Part Four | Apocrypha For God so loved the world . . . Azrael
Part Four | Apocrypha
For God so loved the world . . .
Azrael
A weeping God isn’t something you forget.
I pace outside Heaven’s throne room like a caged animal, prowling in the spaces between stars. A silent observer. That’s the role He gave me. The role I never fucking asked for.
And tonight, I hate it. I hate all of it.
The sound of His cries aren’t thunderous. They’re quiet. Like a nail carved through flesh.
Tonight, Heaven bleeds sorrow. The kind of pain that doesn’t wash off easily. He stares down at that godforsaken hill, at Golgotha’s crucifix.
But it isn’t that son who deserves His tears.
The one who died willingly.
I tear into His throne room, unable to stop myself, furious, seething. God kneels on the marble steps, His hands trembling, His eyes heavy with tears. The sacred drops pour down His face, carving silent rivers into the ground, but I’ve stopped mistaking His tears for truth.
His tears mean nothing to me.
Just like His fucking promises.
As I approach, His shoulders tense. Like He expected my rage, even before I came here. He’s stripped bare, raw and exposed, a father losing not one son, but two, broken in ways even the stars can’t carry. The architect of all things is crumbling in grief.

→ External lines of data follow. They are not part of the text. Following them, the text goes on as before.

//! Authentication middleware
//!
//! Credentials are probed in this order, first success wins:
//!
//! 1. `Authorization: Bearer <token>`; any other scheme fails the request
//!    immediately
//! 2. the configured cookie names, in order
//! 3. the configured raw-token header
//!
//! A carrier that fails validation does not stop the search, so clients that
//! send a stale cookie next to a fresh header still get in.

use std::sync::Arc;

use axum::{
    body::Body,
    extract::State,
    http::{
        HeaderMap, Request,
        header::{AUTHORIZATION, COOKIE},
    },
    middleware::Next,
    response::Response,
};
use tracing::{debug, error, warn};

use crate::account::{AccountDirectory, DirectoryError};
use crate::config::CarrierConfig;
use crate::context::{AccountContext, IdentityContext};
use crate::error::{AuthError, AuthResult};
use crate::identity::Identity;
use crate::validator::SessionValidator;

/// Shared state for the authentication middleware
#[derive(Debug, Clone)]
pub struct AuthState {
    /// Credential validator
    pub validator: Arc<dyn SessionValidator>,
    /// Local account lookups
    pub directory: Arc<dyn AccountDirectory>,
    /// Where credentials are looked for
    pub carriers: Arc<CarrierConfig>,
}

impl AuthState {
    /// State with the default carriers
    pub fn new(validator: Arc<dyn SessionValidator>, directory: Arc<dyn AccountDirectory>) -> Self {
        Self {
            validator,
            directory,
            carriers: Arc::new(CarrierConfig::default()),
        }
    }

    /// Replace the carriers
    #[must_use]
    pub fn with_carriers(mut self, carriers: CarrierConfig) -> Self {
        self.carriers = Arc::new(carriers);
        self
    }
}

/// Parse `Bearer <token>`; the scheme is case-insensitive
///
/// # Errors
///
/// Returns [`AuthError::InvalidSession`] for another scheme or an empty token.
pub fn bearer_token_from_header(header: &str) -> AuthResult<&str> {
    let mut parts = header.trim().splitn(2, ' ');
    let scheme = parts.next().unwrap_or_default();
    if !scheme.eq_ignore_ascii_case("bearer") {
        return Err(AuthError::invalid_session(
            "authorization header must use the Bearer scheme",
        ));
    }

    let token = parts.next().map(str::trim).unwrap_or_default();
    if token.is_empty() {
        return Err(AuthError::invalid_session("bearer token is empty"));
    }
    Ok(token)
}

/// Value of cookie `name` in a `Cookie` header
pub fn token_from_cookie_header<'a>(cookie_header: &'a str, name: &str) -> Option<&'a str> {
    cookie_header.split(';').find_map(|pair| {
        let (key, value) = pair.trim().split_once('=')?;
        (key == name && !value.is_empty()).then_some(value)
    })
}

/// Run the carrier search against `headers`
///
/// # Errors
///
/// [`AuthError::InvalidSession`] when the `Authorization` header uses another
/// scheme, [`AuthError::SessionNotFound`] when no carrier validates.
pub async fn extract_identity(
    headers: &HeaderMap,
    validator: &dyn SessionValidator,
    carriers: &CarrierConfig,
) -> AuthResult<Identity> {
    if let Some(value) = headers.get(AUTHORIZATION) {
        let header = value
            .to_str()
            .map_err(|_| AuthError::invalid_session("authorization header is not valid ASCII"))?;
        let token = bearer_token_from_header(header)?;

        match validator.validate(token).await {
            Ok(identity) => return Ok(identity),
            Err(e) => debug!(carrier = "authorization", error = %e, "Credential rejected"),
        }
    }

    let cookie_headers: Vec<&str> = headers
        .get_all(COOKIE)
        .iter()
        .filter_map(|v| v.to_str().ok())
        .collect();

    for name in &carriers.cookie_names {
        let Some(value) = cookie_headers
            .iter()
            .find_map(|header| token_from_cookie_header(header, name))
        else {
            continue;
        };

        match validator.validate_from_carrier(value).await {
            Ok(identity) => return Ok(identity),
            Err(e) => debug!(carrier = "cookie", cookie = %name, error = %e, "Credential rejected"),
        }
    }

    if let Some(value) = headers
        .get(carriers.token_header.as_str())
        .and_then(|v| v.to_str().ok())
        .map(str::trim)
        .filter(|v| !v.is_empty())
    {
        match validator.validate_from_carrier(value).await {
            Ok(identity) => return Ok(identity),
            Err(e) => debug!(
                carrier = "header",
                header = %carriers.token_header,
                error = %e,
                "Credential rejected"
            ),
        }
    }

    Err(AuthError::SessionNotFound)
}

/// Registration-required authentication
///
/// Attaches [`AccountContext`] and [`IdentityContext`]. Fails with 404
/// `needsRegistration` when the identity has no local account yet, and 403
/// when the account is inactive.
pub async fn require_account(
    State(auth): State<AuthState>,
    mut req: Request<Body>,
    next: Next,
) -> Result<Response, AuthError> {
    let identity = authenticate(&auth, req.headers()).await?;

    let account = auth
        .directory
        .find_by_identity(&identity.id)
        .await
        .map_err(|e| match e {
            DirectoryError::NotFound => {
                debug!(identity_id = %identity.id, "No local account for identity");
                AuthError::NeedsRegistration {
                    identity_id: identity.id.clone(),
                }
            }
            other => {
                error!(identity_id = %identity.id, error = %other, "Account lookup failed");
                AuthError::Internal(other.to_string())
            }
        })?;

    if !account.active {
        warn!(identity_id = %identity.id, account_id = %account.id, "Inactive account refused");
        return Err(AuthError::IdentityInactive);
    }

    debug!(
        identity_id = %identity.id,
        account_id = %account.id,
        role = %account.role,
        "Request authenticated"
    );

    let extensions = req.extensions_mut();
    extensions.insert(IdentityContext::new(identity.clone()));
    extensions.insert(AccountContext::new(identity, account));

    Ok(next.run(req).await)
}

/// Basic authentication, used by account-creation endpoints
///
/// Attaches only [`IdentityContext`]; no account lookup happens.
pub async fn require_identity(
    State(auth): State<AuthState>,
    mut req: Request<Body>,
    next: Next,
) -> Result<Response, AuthError> {
    let identity = authenticate(&auth, req.headers()).await?;
    debug!(identity_id = %identity.id, "Identity authenticated");

    req.extensions_mut().insert(IdentityContext::new(identity));
    Ok(next.run(req).await)
}

async fn authenticate(auth: &AuthState, headers: &HeaderMap) -> AuthResult<Identity> {
    extract_identity(headers, auth.validator.as_ref(), &auth.carriers)
        .await
        .inspect_err(|e| warn!(error = %e, "Authentication failed"))
}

But as far as I’m concerned, He can fucking wallow in it.
I swallow, voice rough. “You swore this wasn’t the end.”
“It isn’t.” He shakes his head. “This is how he’s redeemed.”
Lucifer, he means. The love of my entire existence.

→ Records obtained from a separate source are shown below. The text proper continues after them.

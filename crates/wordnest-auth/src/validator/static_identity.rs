//! Static validator for local development and tests
//!
//! Performs no cryptographic work. Keeping it out of production deployments
//! is a configuration concern.

use async_trait::async_trait;
use tracing::debug;

use super::SessionValidator;
use crate::error::{AuthError, AuthResult};
use crate::identity::Identity;

/// Returns one preconfigured identity for any non-empty credential
#[derive(Debug, Clone)]
pub struct StaticValidator {
    identity: Identity,
}

impl StaticValidator {
    /// Use `identity`, or [`Identity::development`] when none is given
    pub fn new(identity: Option<Identity>) -> Self {
        Self {
            identity: identity.unwrap_or_else(Identity::development),
        }
    }

    /// The identity every successful validation returns
    pub fn identity(&self) -> &Identity {
        &self.identity
    }

    fn check(&self, credential: &str) -> AuthResult<Identity> {
        if credential.is_empty() {
            return Err(AuthError::invalid_session("empty credential"));
        }
        debug!(identity_id = %self.identity.id, "Static validator accepted credential");
        Ok(self.identity.clone())
    }
}

impl Default for StaticValidator {
    fn default() -> Self {
        Self::new(None)
    }
}

#[async_trait]
impl SessionValidator for StaticValidator {
    async fn validate(&self, credential: &str) -> AuthResult<Identity> {
        self.check(credential)
    }

    async fn validate_from_carrier(&self, carrier_value: &str) -> AuthResult<Identity> {
        self.check(carrier_value)
    }

    async fn close(&self) {}
}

The one who just ripped out my heart down in Gethsemane like it was nothing.
Like I didn’t even matter.
Like he and I didn’t mean . . .
I shake my head, rage coiled tight in my fists. “He’s fallen too far. You have to end this. You swore to me.” I let out a guttural growl, my anger barely leashed.
But I’m not scared of this Fucker.
I’ve ended greater gods for less.
“You think he’s lost?” He asks over His shoulder, voice suddenly cold. He doesn’t turn to look at me.
My ribs tighten slightly. “Even I can’t bring him back. Not from this.”
From locking him in a cage. He’s going to be furious when he gets out.
God scoffs. “You underestimate love.”
“Or maybe I just no longer trust this.” I gesture between us. “This pact. This vow I swore. You said he’d be redeemed. Said he’d know mercy. Said that one day he’d be . . .”
Mine.
I can’t bring myself to say it.
It feels too much like a lie now.
Like an impossibility wrapped in divine promise. What He calls a blessing.
I huff, throwing my head back with a hollow chuckle. Lucifer was right. This Fucker was never going to keep His word to me.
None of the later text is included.